Go for gold! A top dividend stock I’d buy in July as bullion prices soar

Royston Wild reveals a great way to play the soaring gold price. Come take a look.

The content of this article was relevant at the time of publishing. Circumstances change continuously and caution should therefore be exercised when relying upon any content contained within this article.

When investing, your capital is at risk. The value of your investments can go down as well as up and you may get back less than you put in.

Read More

The content of this article is provided for information purposes only and is not intended to be, nor does it constitute, any form of personal advice. Investments in a currency other than sterling are exposed to currency exchange risk. Currency exchange rates are constantly changing, which may affect the value of the investment in sterling terms. You could lose money in sterling even if the stock price rises in the currency of origin. Stocks listed on overseas exchanges may be subject to additional dealing and exchange rate charges, and may have other tax implications, and may not provide the same, or any, regulatory protection as in the UK.

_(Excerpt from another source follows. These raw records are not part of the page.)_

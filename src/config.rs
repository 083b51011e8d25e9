//! Configuration management for proctor.
//!
//! This module handles loading, merging, and validating configuration from files
//! and CLI arguments. It supports YAML, JSON, and TOML formats.

use crate::cli::{Args, ConfigFormat, LogLevel};
use clap::ValueEnum;
use proctor::InspectorConfig;
use serde::{Deserialize, Serialize};
use std::fs;
use std::path::{Path, PathBuf};
use std::time::Duration;
use tracing::info;

// Default configuration constants
pub const DEFAULT_BIND_ADDR: &str = "127.0.0.1";
pub const DEFAULT_PORT: u16 = 8080;
pub const DEFAULT_PROCFS: &str = proctor::inspector::DEFAULT_PROCFS;
pub const DEFAULT_LOG_LEVEL: &str = "warn";

/// Enhanced configuration structure
#[derive(Debug, Clone, PartialEq, Serialize, Deserialize)]
pub struct Config {
    // Process store
    #[serde(alias = "procfs", alias = "procfs-path")]
    pub procfs_path: Option<PathBuf>,
    #[serde(alias = "cache-dir")]
    pub cache_dir: Option<PathBuf>,
    #[serde(alias = "ignore-cache")]
    pub ignore_cache: Option<bool>,

    // Load-time filters
    #[serde(alias = "include-kernel")]
    pub include_kernel: Option<bool>,
    #[serde(alias = "include-permission-issues")]
    pub include_permission_issues: Option<bool>,

    // Performance tuning
    pub parallelism: Option<usize>,
    #[serde(alias = "scan-timeout-secs")]
    pub scan_timeout_secs: Option<u64>,

    // Web UI
    pub port: Option<u16>,
    pub bind: Option<String>,

    // Logging
    #[serde(alias = "log-level")]
    pub log_level: Option<String>,
}

impl Default for Config {
    fn default() -> Self {
        Self {
            procfs_path: Some(PathBuf::from(DEFAULT_PROCFS)),
            cache_dir: None,
            ignore_cache: Some(false),
            include_kernel: Some(false),
            include_permission_issues: Some(false),
            parallelism: None,
            scan_timeout_secs: None,
            port: Some(DEFAULT_PORT),
            bind: Some(DEFAULT_BIND_ADDR.to_string()),
            log_level: Some(DEFAULT_LOG_LEVEL.into()),
        }
    }
}

impl Config {
    /// Builds the process store settings. Unset values fall back to the
    /// store defaults.
    pub fn inspector_config(&self) -> InspectorConfig {
        let defaults = InspectorConfig::default();
        InspectorConfig {
            procfs_path: self.procfs_path.clone().unwrap_or(defaults.procfs_path),
            cache_dir: self.cache_dir.clone().unwrap_or(defaults.cache_dir),
            ignore_cache: self.ignore_cache.unwrap_or(false),
            include_kernel: self.include_kernel.unwrap_or(false),
            include_permission_issues: self.include_permission_issues.unwrap_or(false),
            // 0 = auto (global rayon pool)
            parallelism: self.parallelism.filter(|&n| n > 0),
            scan_timeout: self.scan_timeout_secs.map(Duration::from_secs),
        }
    }

    /// Effective log level from the config file.
    pub fn log_level(&self) -> Option<LogLevel> {
        self.log_level
            .as_deref()
            .and_then(|s| LogLevel::from_str(s, true).ok())
    }
}

/// Validate effective config (used by --check-config and at startup)
pub fn validate_effective_config(cfg: &Config) -> Result<(), Box<dyn std::error::Error>> {
    if let Some(level) = cfg.log_level.as_deref() {
        if LogLevel::from_str(level, true).is_err() {
            return Err(format!(
                "Invalid log_level '{}', expected one of off/error/warn/info/debug/trace",
                level
            )
            .into());
        }
    }

    if let Some(procfs) = cfg.procfs_path.as_deref() {
        if procfs.as_os_str().is_empty() {
            return Err("procfs_path must not be empty".into());
        }
    }

    if let Some(dir) = cfg.cache_dir.as_deref() {
        if dir.as_os_str().is_empty() {
            return Err("cache_dir must not be empty".into());
        }
        if dir.exists() && !dir.is_dir() {
            return Err(format!("cache_dir is not a directory: {}", dir.display()).into());
        }
    }

    if cfg.scan_timeout_secs == Some(0) {
        return Err("scan_timeout_secs must be greater than 0".into());
    }

    if let Some(bind) = cfg.bind.as_deref() {
        if bind.parse::<std::net::IpAddr>().is_err() {
            return Err(format!("Invalid bind address '{}'", bind).into());
        }
    }

    if cfg.port == Some(0) {
        return Err("port must be greater than 0".into());
    }

    Ok(())
}

/// Resolves configuration from CLI args, config file, and defaults.
/// This enforces precedence: CLI (if provided) > config file > default.
pub fn resolve_config(args: &Args) -> Result<Config, Box<dyn std::error::Error>> {
    let mut config = if args.no_config {
        Config::default()
    } else {
        load_config(args.config.as_deref())?
    };

    if let Some(procfs) = &args.procfs {
        config.procfs_path = Some(procfs.clone());
    }
    if let Some(dir) = &args.cache_dir {
        config.cache_dir = Some(dir.clone());
    }

    // Flags only switch features on; the config file may too.
    if args.ignore_cache {
        config.ignore_cache = Some(true);
    }
    if args.include_kernel {
        config.include_kernel = Some(true);
    }
    if args.include_permission_issues {
        config.include_permission_issues = Some(true);
    }

    if args.parallelism.is_some() {
        config.parallelism = args.parallelism;
    }
    if args.scan_timeout_secs.is_some() {
        config.scan_timeout_secs = args.scan_timeout_secs;
    }

    if let Some(level) = args.log_level {
        if let Some(value) = level.to_possible_value() {
            config.log_level = Some(value.get_name().to_string());
        }
    }

    Ok(config)
}

/// Enhanced configuration loading with multiple format support
pub fn load_config(path: Option<&Path>) -> Result<Config, Box<dyn std::error::Error>> {
    let path = match path {
        Some(p) => {
            if !p.exists() {
                return Err(format!("Config file not found: {}", p.display()).into());
            }
            p.to_path_buf()
        }
        None => {
            // Try default locations
            let defaults = [
                "/etc/proctor/proctor.yaml",
                "/etc/proctor/proctor.yml",
                "/etc/proctor/proctor.json",
                "/etc/proctor/proctor.toml",
                "./proctor.yaml",
                "./proctor.yml",
                "./proctor.json",
                "./proctor.toml",
            ];

            match defaults.iter().map(Path::new).find(|p| p.exists()) {
                Some(p) => p.to_path_buf(),
                None => return Ok(Config::default()),
            }
        }
    };

    let content = fs::read_to_string(&path)?;
    let config = parse_config(&content, path.extension().and_then(|s| s.to_str()))?;
    info!("Loaded configuration from: {}", path.display());
    Ok(config)
}

/// Parses config `content` according to the file extension. YAML is the default.
pub fn parse_config(
    content: &str,
    extension: Option<&str>,
) -> Result<Config, Box<dyn std::error::Error>> {
    let config = match extension {
        Some("json") => serde_json::from_str(content)?,
        Some("toml") => toml::from_str(content)?,
        _ => serde_yaml::from_str(content)?,
    };
    Ok(config)
}

/// Shows configuration in requested format
pub fn show_config(config: &Config, format: ConfigFormat) -> Result<(), Box<dyn std::error::Error>> {
    println!("{}", render_config(config, format)?);
    Ok(())
}

/// Serializes the configuration in the requested format.
pub fn render_config(
    config: &Config,
    format: ConfigFormat,
) -> Result<String, Box<dyn std::error::Error>> {
    let output = match format {
        ConfigFormat::Json => serde_json::to_string_pretty(config)?,
        ConfigFormat::Toml => toml::to_string_pretty(config)?,
        ConfigFormat::Yaml => serde_yaml::to_string(config)?,
    };
    Ok(output)
}

#[cfg(test)]
mod tests {
    use super::*;
    use clap::Parser;
    use tempfile::tempdir;

    // -------------------------------------------------------------------------
    // Tests for parse_config
    // -------------------------------------------------------------------------

    #[test]
    fn test_parse_yaml_with_aliases() {
        let yaml = "procfs: /host/proc\ncache-dir: /var/cache/proctor\ninclude-kernel: true\nscan_timeout_secs: 30\n";
        let config = parse_config(yaml, Some("yaml")).expect("valid yaml");

        assert_eq!(config.procfs_path, Some(PathBuf::from("/host/proc")));
        assert_eq!(config.cache_dir, Some(PathBuf::from("/var/cache/proctor")));
        assert_eq!(config.include_kernel, Some(true));
        assert_eq!(config.scan_timeout_secs, Some(30));
        assert!(config.port.is_none());
    }

    #[test]
    fn test_parse_json_and_toml() {
        let json = r#"{"parallelism": 4, "ignore_cache": true}"#;
        let config = parse_config(json, Some("json")).expect("valid json");
        assert_eq!(config.parallelism, Some(4));
        assert_eq!(config.ignore_cache, Some(true));

        let toml = "port = 9000\nbind = \"0.0.0.0\"\n";
        let config = parse_config(toml, Some("toml")).expect("valid toml");
        assert_eq!(config.port, Some(9000));
        assert_eq!(config.bind.as_deref(), Some("0.0.0.0"));
    }

    #[test]
    fn test_render_config_round_trip() {
        let config = Config::default();
        for (format, ext) in [
            (ConfigFormat::Yaml, "yaml"),
            (ConfigFormat::Json, "json"),
            (ConfigFormat::Toml, "toml"),
        ] {
            let text = render_config(&config, format).expect("render");
            let parsed = parse_config(&text, Some(ext)).expect("parse");
            assert_eq!(parsed, config);
        }
    }

    // -------------------------------------------------------------------------
    // Tests for validate_effective_config
    // -------------------------------------------------------------------------

    #[test]
    fn test_default_config_is_valid() {
        assert!(validate_effective_config(&Config::default()).is_ok());
    }

    #[test]
    fn test_invalid_values_are_rejected() {
        let cases = [
            Config {
                log_level: Some("loud".into()),
                ..Config::default()
            },
            Config {
                scan_timeout_secs: Some(0),
                ..Config::default()
            },
            Config {
                bind: Some("not-an-ip".into()),
                ..Config::default()
            },
            Config {
                port: Some(0),
                ..Config::default()
            },
        ];
        for cfg in cases {
            assert!(validate_effective_config(&cfg).is_err(), "{:?}", cfg);
        }
    }

    #[test]
    fn test_cache_dir_must_be_directory() {
        let dir = tempdir().expect("Failed to create temp dir");
        let file = dir.path().join("file");
        fs::write(&file, b"x").expect("Failed to write file");

        let cfg = Config {
            cache_dir: Some(file),
            ..Config::default()
        };
        assert!(validate_effective_config(&cfg).is_err());
    }

    // -------------------------------------------------------------------------
    // Tests for resolve_config
    // -------------------------------------------------------------------------

    #[test]
    fn test_cli_overrides_config_file() {
        let dir = tempdir().expect("Failed to create temp dir");
        let path = dir.path().join("proctor.yaml");
        fs::write(&path, "procfs_path: /from/file\nparallelism: 2\nlog_level: info\n")
            .expect("Failed to write config");

        let args = Args::parse_from([
            "proctor",
            "-c",
            path.to_str().expect("utf-8 path"),
            "--procfs",
            "/from/cli",
            "--log-level",
            "debug",
            "list",
        ]);
        let config = resolve_config(&args).expect("config should resolve");

        assert_eq!(config.procfs_path, Some(PathBuf::from("/from/cli")));
        assert_eq!(config.parallelism, Some(2));
        assert_eq!(config.log_level(), Some(LogLevel::Debug));
    }

    #[test]
    fn test_missing_explicit_config_is_an_error() {
        let args = Args::parse_from(["proctor", "-c", "/nonexistent/proctor.yaml", "list"]);
        assert!(resolve_config(&args).is_err());
    }

    #[test]
    fn test_inspector_config_mapping() {
        let config = Config {
            procfs_path: Some(PathBuf::from("/host/proc")),
            cache_dir: Some(PathBuf::from("/tmp/proctor")),
            include_permission_issues: Some(true),
            parallelism: Some(0),
            scan_timeout_secs: Some(5),
            ..Config::default()
        };
        let ic = config.inspector_config();

        assert_eq!(ic.procfs_path, PathBuf::from("/host/proc"));
        assert_eq!(ic.cache_dir, PathBuf::from("/tmp/proctor"));
        assert!(ic.include_permission_issues);
        assert!(!ic.include_kernel);
        assert_eq!(ic.parallelism, None);
        assert_eq!(ic.scan_timeout, Some(Duration::from_secs(5)));
    }
}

You’re reading a free article with opinions that may differ from The Motley Fool’s Premium Investing Services. Become a Motley Fool member today to get instant access to our top analyst recommendations, in-depth research, investing resources, and more. Learn More.

Has there been a better time to have exposure to gold than right now? Certainly not in recent years, as far as I’m concerned.

All indicators seem to be pointing to a brand new bull run and UBS for one has been scaling up its price forecasts in the past few hours. For 2019, the bank’s improved its average estimate to $1,370 per ounce, from $1,325 previously, while it’s been boosting its figures through the next few years as well — a mean of $1,450 is anticipated for 2020 and $1,500 for 2021.

Bullion values have surged by $100 per ounce over the past month alone and are now banging on the door of the critical $1,400 level. That advance would likely prompt further rounds of significant buying. And who would bet against such a scenario in the current climate?

A perfect picture for safe havens

We seem to be entering a perfect storm for precious metal prices right now. Most prescient in investor minds might be the escalating political and military crisis in the Middle East, one which has worsened following Tehran’s downing of a US drone and subsequent cyber attacks from the Pentagon on Iranian missile installations.

Unsurprisingly, the conflict in the region has had a cataclysmic impact on oil prices too, another driver for gold on the back of increased inflationary fears. Brent broke back through the $65 per barrel marker late last week, and while there remains some uncertainty over this run given ongoing supply and demand concerns, there’s no reason to dismiss some more punchy gains in the short term.

The other main driver for gold prices of late has been the growing expectation of some serious central bank rate cutting, driven by a steady deterioration in economic indicators across the globe, as well as the possibility of President Trump’s trade wars dragging on for some time.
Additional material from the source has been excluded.